Stored data
----
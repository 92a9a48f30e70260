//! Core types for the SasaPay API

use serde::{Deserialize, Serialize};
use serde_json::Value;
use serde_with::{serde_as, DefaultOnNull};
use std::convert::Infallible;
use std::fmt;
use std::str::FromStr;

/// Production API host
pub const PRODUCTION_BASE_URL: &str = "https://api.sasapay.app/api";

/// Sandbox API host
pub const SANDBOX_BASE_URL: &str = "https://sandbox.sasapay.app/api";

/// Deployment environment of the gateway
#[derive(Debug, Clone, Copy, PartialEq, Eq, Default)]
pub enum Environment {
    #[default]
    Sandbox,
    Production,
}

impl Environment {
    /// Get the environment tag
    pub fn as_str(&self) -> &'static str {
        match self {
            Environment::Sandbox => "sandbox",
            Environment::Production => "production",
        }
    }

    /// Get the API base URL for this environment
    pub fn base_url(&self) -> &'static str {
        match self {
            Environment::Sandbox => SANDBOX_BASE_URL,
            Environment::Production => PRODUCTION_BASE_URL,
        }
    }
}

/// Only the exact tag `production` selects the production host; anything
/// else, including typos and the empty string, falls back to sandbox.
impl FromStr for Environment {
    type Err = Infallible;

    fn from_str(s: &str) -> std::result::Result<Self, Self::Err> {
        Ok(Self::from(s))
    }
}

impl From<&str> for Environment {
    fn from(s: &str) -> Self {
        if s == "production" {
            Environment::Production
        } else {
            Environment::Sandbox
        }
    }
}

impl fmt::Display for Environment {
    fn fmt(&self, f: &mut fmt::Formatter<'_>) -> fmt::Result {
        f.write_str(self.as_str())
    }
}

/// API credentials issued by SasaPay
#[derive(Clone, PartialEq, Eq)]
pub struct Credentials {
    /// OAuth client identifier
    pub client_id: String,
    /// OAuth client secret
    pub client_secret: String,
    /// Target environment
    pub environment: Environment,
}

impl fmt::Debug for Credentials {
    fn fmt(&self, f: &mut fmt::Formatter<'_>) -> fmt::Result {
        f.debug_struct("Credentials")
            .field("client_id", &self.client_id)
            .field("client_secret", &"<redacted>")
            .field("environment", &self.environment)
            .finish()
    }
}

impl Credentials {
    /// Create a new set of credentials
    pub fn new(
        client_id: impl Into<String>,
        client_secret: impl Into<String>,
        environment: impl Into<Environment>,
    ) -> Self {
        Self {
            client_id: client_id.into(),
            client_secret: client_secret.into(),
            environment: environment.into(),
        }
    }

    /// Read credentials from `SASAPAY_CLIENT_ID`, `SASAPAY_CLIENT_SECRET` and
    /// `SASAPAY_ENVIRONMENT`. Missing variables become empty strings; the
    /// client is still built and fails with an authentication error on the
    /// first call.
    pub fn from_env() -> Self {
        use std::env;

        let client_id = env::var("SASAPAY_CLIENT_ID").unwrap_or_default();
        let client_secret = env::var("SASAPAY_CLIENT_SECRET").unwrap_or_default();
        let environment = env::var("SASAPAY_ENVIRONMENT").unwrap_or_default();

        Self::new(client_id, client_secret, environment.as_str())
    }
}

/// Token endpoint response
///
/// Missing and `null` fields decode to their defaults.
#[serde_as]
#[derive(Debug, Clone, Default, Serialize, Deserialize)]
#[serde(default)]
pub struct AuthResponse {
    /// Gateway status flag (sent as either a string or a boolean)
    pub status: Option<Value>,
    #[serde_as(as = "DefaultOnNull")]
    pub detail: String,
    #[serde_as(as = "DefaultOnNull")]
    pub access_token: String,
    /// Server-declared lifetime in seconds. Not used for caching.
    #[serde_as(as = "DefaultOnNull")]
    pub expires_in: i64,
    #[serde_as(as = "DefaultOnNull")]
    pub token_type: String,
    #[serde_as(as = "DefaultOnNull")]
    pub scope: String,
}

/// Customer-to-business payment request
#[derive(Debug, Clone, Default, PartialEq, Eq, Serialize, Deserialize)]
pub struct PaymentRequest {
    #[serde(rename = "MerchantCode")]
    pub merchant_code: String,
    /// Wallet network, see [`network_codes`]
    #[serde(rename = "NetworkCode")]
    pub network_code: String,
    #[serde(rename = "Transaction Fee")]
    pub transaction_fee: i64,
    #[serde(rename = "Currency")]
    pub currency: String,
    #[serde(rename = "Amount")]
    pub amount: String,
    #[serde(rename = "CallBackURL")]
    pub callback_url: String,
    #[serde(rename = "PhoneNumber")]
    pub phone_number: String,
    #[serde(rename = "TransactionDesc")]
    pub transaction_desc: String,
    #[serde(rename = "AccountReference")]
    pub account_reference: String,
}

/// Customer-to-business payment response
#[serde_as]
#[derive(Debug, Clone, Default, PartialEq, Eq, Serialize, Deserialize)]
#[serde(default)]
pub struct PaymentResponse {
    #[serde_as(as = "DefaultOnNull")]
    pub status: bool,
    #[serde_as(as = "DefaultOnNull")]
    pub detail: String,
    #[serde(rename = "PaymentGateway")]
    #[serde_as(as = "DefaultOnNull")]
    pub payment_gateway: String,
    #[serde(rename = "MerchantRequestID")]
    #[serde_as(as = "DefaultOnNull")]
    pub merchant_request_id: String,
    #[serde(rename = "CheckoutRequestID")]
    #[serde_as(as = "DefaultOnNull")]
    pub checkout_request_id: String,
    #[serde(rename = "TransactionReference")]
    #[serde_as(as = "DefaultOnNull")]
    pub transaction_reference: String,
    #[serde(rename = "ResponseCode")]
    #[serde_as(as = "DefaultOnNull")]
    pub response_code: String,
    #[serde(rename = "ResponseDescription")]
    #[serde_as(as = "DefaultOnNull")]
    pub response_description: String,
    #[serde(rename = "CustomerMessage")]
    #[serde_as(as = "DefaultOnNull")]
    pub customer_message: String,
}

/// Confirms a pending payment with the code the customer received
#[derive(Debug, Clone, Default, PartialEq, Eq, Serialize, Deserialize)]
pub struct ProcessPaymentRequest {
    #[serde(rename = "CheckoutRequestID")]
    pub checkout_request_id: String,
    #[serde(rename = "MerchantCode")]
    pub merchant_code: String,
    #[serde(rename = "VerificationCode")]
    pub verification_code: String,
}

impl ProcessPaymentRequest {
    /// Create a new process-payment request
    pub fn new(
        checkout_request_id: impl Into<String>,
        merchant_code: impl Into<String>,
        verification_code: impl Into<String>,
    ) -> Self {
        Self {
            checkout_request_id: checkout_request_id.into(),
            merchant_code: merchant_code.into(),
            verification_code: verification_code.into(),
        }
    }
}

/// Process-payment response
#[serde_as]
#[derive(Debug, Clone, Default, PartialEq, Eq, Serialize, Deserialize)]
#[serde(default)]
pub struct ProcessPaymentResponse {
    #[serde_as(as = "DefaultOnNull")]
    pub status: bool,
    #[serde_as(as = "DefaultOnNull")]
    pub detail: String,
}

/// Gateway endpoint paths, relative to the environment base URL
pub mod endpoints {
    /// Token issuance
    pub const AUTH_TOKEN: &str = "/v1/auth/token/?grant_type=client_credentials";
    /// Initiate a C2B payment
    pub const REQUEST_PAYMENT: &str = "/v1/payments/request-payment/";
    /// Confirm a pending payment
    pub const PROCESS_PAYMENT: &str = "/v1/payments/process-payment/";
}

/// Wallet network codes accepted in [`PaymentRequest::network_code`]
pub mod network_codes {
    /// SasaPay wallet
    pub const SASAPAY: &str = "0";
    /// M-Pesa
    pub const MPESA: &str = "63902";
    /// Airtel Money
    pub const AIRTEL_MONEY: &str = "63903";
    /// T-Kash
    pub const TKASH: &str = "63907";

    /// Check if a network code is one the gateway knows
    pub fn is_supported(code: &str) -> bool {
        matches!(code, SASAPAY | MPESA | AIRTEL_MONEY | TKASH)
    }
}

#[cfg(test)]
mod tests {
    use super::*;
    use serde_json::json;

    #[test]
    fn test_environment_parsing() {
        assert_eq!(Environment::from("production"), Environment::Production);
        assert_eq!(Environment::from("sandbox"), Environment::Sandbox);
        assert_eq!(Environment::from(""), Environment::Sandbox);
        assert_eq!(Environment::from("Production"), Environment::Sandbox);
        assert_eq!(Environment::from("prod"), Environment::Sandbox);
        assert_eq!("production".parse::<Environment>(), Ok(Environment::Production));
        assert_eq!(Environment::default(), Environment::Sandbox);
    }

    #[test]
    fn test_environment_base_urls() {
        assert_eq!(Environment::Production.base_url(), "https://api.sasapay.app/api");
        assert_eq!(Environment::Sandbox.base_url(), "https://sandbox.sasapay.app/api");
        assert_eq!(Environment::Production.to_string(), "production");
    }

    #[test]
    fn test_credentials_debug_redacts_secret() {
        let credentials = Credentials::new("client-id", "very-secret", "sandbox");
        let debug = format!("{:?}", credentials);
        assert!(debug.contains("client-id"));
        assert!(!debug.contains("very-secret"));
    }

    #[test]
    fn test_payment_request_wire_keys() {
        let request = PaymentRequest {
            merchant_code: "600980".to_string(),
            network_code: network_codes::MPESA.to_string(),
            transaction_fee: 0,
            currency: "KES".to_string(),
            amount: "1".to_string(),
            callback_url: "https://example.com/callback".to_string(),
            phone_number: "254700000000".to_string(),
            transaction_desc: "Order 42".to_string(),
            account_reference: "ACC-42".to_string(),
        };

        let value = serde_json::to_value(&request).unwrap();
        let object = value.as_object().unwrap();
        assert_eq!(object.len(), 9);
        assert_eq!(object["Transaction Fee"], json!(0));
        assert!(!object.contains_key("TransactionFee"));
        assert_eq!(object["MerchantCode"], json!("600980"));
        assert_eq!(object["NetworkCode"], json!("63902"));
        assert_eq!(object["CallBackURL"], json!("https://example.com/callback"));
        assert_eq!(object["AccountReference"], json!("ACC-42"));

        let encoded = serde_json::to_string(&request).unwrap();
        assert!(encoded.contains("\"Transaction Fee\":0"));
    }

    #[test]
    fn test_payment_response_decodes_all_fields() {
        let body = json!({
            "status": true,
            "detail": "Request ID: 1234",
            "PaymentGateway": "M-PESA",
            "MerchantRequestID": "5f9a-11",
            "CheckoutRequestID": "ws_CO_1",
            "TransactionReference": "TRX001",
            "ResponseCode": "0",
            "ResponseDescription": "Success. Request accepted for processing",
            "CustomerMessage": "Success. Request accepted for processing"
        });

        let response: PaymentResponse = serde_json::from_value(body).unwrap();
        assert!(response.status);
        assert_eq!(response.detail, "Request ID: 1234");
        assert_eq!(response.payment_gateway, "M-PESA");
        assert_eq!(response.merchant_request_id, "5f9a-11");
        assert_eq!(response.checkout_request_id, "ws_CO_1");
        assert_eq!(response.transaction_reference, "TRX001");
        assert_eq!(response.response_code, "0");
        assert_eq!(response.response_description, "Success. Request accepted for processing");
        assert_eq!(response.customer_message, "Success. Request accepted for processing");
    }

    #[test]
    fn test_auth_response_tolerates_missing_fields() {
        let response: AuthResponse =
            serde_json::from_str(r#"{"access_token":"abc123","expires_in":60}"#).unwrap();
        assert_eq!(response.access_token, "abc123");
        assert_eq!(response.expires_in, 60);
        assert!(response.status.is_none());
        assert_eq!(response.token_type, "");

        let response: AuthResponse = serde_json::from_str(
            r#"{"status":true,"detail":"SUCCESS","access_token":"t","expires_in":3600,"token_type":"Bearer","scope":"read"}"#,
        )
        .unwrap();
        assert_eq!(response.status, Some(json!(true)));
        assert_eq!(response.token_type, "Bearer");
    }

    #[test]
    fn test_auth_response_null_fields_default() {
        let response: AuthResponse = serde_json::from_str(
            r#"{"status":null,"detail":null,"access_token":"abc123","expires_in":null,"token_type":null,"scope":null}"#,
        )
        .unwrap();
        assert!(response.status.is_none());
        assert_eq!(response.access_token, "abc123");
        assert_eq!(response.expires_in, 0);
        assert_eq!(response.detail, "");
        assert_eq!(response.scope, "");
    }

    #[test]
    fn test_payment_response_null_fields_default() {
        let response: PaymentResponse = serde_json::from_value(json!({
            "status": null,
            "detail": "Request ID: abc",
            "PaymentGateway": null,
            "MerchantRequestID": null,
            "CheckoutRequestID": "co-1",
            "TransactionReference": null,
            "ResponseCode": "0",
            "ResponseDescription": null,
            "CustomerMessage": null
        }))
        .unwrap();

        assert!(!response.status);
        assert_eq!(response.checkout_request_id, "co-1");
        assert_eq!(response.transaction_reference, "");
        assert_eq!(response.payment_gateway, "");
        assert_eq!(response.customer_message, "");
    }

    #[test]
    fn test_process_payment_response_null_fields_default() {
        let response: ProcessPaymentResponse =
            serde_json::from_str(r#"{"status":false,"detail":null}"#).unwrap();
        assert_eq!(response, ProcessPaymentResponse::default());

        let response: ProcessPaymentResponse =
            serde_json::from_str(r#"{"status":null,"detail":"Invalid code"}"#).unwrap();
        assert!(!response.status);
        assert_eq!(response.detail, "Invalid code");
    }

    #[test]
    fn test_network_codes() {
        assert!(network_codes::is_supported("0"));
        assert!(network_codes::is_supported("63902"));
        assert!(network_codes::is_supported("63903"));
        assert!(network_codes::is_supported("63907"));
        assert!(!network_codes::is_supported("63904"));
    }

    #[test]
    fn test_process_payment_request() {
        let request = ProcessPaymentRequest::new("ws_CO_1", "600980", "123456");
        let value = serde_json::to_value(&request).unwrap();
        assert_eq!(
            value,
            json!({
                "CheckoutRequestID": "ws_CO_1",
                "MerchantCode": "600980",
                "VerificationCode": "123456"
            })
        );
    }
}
----
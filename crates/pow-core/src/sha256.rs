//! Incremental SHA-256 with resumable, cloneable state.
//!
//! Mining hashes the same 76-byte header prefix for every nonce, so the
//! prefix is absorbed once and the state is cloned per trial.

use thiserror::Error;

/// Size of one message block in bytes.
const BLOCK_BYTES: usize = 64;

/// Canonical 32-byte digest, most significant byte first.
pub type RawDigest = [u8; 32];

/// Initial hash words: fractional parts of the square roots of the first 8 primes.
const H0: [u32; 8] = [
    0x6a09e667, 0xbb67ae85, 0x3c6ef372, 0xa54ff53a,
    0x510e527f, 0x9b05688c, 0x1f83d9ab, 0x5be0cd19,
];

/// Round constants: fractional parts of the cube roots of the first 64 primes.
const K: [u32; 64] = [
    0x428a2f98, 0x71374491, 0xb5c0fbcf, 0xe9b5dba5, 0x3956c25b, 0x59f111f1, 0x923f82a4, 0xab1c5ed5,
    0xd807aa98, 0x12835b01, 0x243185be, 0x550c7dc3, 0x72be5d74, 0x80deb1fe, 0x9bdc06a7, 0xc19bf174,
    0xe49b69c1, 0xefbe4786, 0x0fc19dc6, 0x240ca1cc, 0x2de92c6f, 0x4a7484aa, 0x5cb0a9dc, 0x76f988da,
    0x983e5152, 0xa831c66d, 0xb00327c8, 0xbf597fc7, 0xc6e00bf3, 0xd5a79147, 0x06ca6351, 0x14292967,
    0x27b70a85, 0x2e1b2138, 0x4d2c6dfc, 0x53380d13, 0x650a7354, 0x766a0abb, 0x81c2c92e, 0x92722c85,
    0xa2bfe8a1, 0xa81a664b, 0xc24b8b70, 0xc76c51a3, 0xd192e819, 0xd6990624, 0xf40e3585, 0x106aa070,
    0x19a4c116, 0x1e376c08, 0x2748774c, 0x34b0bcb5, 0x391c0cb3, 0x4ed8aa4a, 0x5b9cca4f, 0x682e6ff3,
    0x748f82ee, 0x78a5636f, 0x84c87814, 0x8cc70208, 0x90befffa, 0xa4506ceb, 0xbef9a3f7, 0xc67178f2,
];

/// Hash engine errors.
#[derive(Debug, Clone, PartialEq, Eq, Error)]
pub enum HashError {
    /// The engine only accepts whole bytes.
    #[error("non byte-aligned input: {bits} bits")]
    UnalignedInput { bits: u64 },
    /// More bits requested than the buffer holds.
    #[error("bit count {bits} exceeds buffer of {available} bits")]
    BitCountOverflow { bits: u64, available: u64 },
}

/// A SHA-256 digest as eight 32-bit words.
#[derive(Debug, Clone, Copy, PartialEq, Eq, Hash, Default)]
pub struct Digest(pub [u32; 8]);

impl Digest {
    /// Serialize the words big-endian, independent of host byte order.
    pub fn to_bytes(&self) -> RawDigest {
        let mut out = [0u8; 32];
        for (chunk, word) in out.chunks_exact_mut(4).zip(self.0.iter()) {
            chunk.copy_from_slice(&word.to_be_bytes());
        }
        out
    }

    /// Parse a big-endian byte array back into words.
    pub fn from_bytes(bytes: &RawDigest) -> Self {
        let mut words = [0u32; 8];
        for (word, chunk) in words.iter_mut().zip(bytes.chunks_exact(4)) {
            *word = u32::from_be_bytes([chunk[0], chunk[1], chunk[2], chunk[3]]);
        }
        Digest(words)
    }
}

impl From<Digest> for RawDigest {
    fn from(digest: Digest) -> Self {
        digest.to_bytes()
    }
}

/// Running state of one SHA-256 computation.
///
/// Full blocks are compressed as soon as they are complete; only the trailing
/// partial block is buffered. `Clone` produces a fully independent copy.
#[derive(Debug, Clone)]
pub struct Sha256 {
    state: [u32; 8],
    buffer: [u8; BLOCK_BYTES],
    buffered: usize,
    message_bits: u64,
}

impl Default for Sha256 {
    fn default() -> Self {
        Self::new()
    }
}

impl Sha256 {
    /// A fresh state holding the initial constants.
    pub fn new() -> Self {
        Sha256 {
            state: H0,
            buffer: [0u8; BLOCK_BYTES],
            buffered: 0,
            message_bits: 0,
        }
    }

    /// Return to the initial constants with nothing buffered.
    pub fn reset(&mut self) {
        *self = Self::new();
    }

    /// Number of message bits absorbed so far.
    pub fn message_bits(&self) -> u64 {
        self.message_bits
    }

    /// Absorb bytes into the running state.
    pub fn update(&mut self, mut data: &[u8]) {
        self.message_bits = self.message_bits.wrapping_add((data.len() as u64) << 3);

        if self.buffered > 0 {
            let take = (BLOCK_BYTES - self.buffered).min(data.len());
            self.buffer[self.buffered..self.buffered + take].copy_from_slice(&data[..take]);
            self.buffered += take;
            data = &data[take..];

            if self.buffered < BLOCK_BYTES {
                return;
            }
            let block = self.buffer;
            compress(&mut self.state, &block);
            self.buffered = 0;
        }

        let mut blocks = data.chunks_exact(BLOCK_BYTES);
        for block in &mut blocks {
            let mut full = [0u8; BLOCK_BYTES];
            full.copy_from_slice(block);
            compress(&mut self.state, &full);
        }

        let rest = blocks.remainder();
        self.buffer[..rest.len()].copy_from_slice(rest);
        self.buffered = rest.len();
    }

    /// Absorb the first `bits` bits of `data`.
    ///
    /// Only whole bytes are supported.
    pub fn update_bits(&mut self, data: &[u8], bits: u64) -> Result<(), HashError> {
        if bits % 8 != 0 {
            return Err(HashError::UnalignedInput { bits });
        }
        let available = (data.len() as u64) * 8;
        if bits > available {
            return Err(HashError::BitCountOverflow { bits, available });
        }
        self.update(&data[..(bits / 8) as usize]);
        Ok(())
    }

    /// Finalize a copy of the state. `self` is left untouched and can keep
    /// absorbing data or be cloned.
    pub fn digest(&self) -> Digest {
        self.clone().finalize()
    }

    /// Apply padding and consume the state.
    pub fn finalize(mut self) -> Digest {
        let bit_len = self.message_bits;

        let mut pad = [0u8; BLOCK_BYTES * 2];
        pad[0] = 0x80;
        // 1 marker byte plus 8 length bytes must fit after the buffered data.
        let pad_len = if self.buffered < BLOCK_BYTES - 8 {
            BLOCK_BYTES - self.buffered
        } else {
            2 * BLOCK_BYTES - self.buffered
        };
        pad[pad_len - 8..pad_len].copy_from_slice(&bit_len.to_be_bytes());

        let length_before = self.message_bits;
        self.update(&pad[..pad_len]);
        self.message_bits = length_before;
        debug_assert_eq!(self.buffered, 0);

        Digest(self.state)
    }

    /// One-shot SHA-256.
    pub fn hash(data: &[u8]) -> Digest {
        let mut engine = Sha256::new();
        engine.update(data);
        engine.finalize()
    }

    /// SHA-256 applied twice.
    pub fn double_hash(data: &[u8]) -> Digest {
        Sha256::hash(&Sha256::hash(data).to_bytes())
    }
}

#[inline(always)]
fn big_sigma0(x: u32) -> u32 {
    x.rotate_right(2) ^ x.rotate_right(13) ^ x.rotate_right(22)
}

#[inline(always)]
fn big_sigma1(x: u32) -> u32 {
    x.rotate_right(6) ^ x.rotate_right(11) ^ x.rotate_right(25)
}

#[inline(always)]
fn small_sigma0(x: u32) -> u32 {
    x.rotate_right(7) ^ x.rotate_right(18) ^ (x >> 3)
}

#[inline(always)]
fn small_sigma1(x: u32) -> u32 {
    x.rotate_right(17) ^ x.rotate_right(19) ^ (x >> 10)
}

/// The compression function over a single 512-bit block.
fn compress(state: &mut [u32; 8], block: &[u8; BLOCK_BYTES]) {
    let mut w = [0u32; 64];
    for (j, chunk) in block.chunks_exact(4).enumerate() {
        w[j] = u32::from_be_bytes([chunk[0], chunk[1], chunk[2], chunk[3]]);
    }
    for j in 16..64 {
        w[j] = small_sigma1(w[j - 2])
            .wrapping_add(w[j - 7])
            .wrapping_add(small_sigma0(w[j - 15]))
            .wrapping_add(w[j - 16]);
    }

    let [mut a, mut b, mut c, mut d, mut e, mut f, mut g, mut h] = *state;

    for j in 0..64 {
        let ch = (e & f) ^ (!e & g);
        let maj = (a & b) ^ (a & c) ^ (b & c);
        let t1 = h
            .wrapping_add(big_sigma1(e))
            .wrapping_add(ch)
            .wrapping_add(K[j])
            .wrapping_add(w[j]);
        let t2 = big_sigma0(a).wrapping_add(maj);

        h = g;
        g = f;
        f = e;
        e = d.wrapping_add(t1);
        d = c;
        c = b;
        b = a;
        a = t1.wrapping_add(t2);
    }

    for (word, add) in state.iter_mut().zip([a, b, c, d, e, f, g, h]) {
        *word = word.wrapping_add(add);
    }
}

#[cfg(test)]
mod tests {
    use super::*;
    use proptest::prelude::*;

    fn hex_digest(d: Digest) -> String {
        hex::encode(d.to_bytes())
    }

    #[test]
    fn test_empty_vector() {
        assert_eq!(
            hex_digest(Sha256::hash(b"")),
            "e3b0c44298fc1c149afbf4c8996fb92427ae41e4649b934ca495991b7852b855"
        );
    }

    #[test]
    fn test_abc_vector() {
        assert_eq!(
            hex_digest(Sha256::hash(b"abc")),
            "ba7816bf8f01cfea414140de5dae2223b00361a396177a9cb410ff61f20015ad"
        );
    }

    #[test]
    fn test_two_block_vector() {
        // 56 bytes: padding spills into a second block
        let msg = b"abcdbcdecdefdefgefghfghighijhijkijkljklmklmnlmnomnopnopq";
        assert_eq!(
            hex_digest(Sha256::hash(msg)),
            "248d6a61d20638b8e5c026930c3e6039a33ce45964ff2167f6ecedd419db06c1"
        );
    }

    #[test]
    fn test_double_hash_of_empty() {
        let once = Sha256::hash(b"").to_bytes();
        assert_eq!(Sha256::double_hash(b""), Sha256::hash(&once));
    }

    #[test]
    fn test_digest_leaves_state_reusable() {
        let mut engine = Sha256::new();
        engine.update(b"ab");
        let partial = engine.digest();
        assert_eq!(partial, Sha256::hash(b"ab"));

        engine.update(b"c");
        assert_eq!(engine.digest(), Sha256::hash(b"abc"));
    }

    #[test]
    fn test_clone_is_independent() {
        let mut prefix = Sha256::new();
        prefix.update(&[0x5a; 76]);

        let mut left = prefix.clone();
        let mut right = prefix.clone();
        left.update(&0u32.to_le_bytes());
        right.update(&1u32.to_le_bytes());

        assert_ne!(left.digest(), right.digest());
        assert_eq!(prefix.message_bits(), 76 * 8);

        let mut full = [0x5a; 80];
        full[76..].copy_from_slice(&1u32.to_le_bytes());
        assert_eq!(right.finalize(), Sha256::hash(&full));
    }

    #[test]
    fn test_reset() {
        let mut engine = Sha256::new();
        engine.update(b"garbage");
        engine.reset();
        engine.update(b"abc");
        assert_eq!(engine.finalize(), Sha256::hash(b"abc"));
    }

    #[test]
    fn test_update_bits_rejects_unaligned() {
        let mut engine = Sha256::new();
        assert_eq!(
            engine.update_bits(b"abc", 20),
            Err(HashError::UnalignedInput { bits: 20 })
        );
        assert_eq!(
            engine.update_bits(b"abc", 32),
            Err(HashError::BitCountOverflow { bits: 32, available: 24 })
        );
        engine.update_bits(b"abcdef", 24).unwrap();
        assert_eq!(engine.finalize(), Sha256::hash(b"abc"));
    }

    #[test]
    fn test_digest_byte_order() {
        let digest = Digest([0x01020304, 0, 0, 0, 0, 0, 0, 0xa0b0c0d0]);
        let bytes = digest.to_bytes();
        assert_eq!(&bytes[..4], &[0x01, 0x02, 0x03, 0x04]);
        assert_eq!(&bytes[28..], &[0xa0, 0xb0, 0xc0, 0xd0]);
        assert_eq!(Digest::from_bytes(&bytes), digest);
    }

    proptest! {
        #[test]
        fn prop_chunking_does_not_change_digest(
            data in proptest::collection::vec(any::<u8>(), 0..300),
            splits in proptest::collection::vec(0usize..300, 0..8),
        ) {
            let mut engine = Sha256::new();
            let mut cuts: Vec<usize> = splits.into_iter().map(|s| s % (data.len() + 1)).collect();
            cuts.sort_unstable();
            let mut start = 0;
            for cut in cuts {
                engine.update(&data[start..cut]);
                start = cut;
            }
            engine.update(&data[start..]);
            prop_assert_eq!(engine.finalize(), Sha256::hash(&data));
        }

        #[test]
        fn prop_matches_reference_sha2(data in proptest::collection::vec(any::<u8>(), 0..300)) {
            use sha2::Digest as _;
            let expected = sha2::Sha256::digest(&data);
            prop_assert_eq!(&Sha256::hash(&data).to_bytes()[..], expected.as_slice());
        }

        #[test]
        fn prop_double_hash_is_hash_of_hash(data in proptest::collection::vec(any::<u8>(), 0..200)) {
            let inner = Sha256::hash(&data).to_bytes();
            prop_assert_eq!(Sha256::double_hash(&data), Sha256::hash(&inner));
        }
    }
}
----
Your objective: From the entries above, copy every line that holds the word "FromStr".

Exercise output:
use std::str::FromStr;
impl FromStr for Environment {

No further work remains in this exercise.